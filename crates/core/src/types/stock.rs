//! Stock record returned by the stock service.

use serde::{Deserialize, Serialize};

use super::ProductId;

/// Available quantity for a product.
///
/// This is the authoritative ceiling for a cart quantity. It is fetched
/// on demand and never cached: stale stock would let the cart overshoot.
#[derive(Debug, Clone, Copy, PartialEq, Eq, Serialize, Deserialize)]
pub struct Stock {
    pub id: ProductId,
    pub amount: u32,
}
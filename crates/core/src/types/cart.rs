//! The cart sequence and its pure operations.

use std::collections::HashMap;

use rust_decimal::Decimal;
use serde::{Deserialize, Serialize};

use super::{CartItem, Product, ProductId};

/// Ordered sequence of cart line items.
///
/// Insertion order is display order. A product id appears at most once;
/// every operation below preserves that invariant. All mutating helpers
/// are copy-producing: they return a new `Cart` and leave `self` intact,
/// so a caller can validate against external state (stock) and only then
/// commit the copy.
#[derive(Debug, Clone, Default, PartialEq, Eq, Serialize, Deserialize)]
#[serde(transparent)]
pub struct Cart(Vec<CartItem>);

impl Cart {
    /// An empty cart.
    #[must_use]
    pub const fn empty() -> Self {
        Self(Vec::new())
    }

    /// The line items in display order.
    #[must_use]
    pub fn items(&self) -> &[CartItem] {
        &self.0
    }

    /// Number of distinct line items.
    #[must_use]
    pub fn len(&self) -> usize {
        self.0.len()
    }

    /// Whether the cart has no line items.
    #[must_use]
    pub fn is_empty(&self) -> bool {
        self.0.is_empty()
    }

    /// Quantity of the given product, if it is in the cart.
    #[must_use]
    pub fn amount_of(&self, id: ProductId) -> Option<u32> {
        self.0.iter().find(|item| item.id() == id).map(|item| item.amount)
    }

    /// Whether the given product is in the cart.
    #[must_use]
    pub fn contains(&self, id: ProductId) -> bool {
        self.amount_of(id).is_some()
    }

    /// Copy of the cart with `product` appended at quantity 1.
    ///
    /// An id already in the cart is left untouched, keeping the
    /// one-item-per-id invariant.
    #[must_use]
    pub fn with_new(&self, product: Product) -> Self {
        if self.contains(product.id) {
            return self.clone();
        }
        let mut items = self.0.clone();
        items.push(CartItem::new(product));
        Self(items)
    }

    /// Copy of the cart with the product's quantity set to `amount`.
    ///
    /// Returns `None` if the product is not in the cart.
    #[must_use]
    pub fn with_amount(&self, id: ProductId, amount: u32) -> Option<Self> {
        if !self.contains(id) {
            return None;
        }
        let items = self
            .0
            .iter()
            .cloned()
            .map(|mut item| {
                if item.id() == id {
                    item.amount = amount;
                }
                item
            })
            .collect();
        Some(Self(items))
    }

    /// Copy of the cart without the given product.
    ///
    /// Returns `None` if the product is not in the cart.
    #[must_use]
    pub fn with_removed(&self, id: ProductId) -> Option<Self> {
        if !self.contains(id) {
            return None;
        }
        let items = self.0.iter().filter(|item| item.id() != id).cloned().collect();
        Some(Self(items))
    }

    /// Derived view: product id to cart quantity.
    ///
    /// Recomputed on each call; products not in the cart are simply
    /// absent (readers default to 0).
    #[must_use]
    pub fn amounts(&self) -> HashMap<ProductId, u32> {
        self.0.iter().map(|item| (item.id(), item.amount)).collect()
    }

    /// Total number of units across all line items.
    #[must_use]
    pub fn item_count(&self) -> u32 {
        self.0.iter().map(|item| item.amount).sum()
    }

    /// Sum of all line totals.
    #[must_use]
    pub fn total(&self) -> Decimal {
        self.0.iter().map(CartItem::line_total).sum()
    }
}

impl From<Vec<CartItem>> for Cart {
    fn from(items: Vec<CartItem>) -> Self {
        Self(items)
    }
}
_ _ _ _ _
● How to complete this task
Copy the stretch of the records above that runs from the line with "for a product." through the line with "pub struct Cart(Vec<CartItem>);". Both end lines belong in the copy, and nothing else does.

● Response below
/// Available quantity for a product.
///
/// This is the authoritative ceiling for a cart quantity. It is fetched
/// on demand and never cached: stale stock would let the cart overshoot.
#[derive(Debug, Clone, Copy, PartialEq, Eq, Serialize, Deserialize)]
pub struct Stock {
    pub id: ProductId,
    pub amount: u32,
}
filename crates/core/src/types/cart.rs
//! The cart sequence and its pure operations.

use std::collections::HashMap;

use rust_decimal::Decimal;
use serde::{Deserialize, Serialize};

use super::{CartItem, Product, ProductId};

/// Ordered sequence of cart line items.
///
/// Insertion order is display order. A product id appears at most once;
/// every operation below preserves that invariant. All mutating helpers
/// are copy-producing: they return a new `Cart` and leave `self` intact,
/// so a caller can validate against external state (stock) and only then
/// commit the copy.
#[derive(Debug, Clone, Default, PartialEq, Eq, Serialize, Deserialize)]
#[serde(transparent)]
pub struct Cart(Vec<CartItem>);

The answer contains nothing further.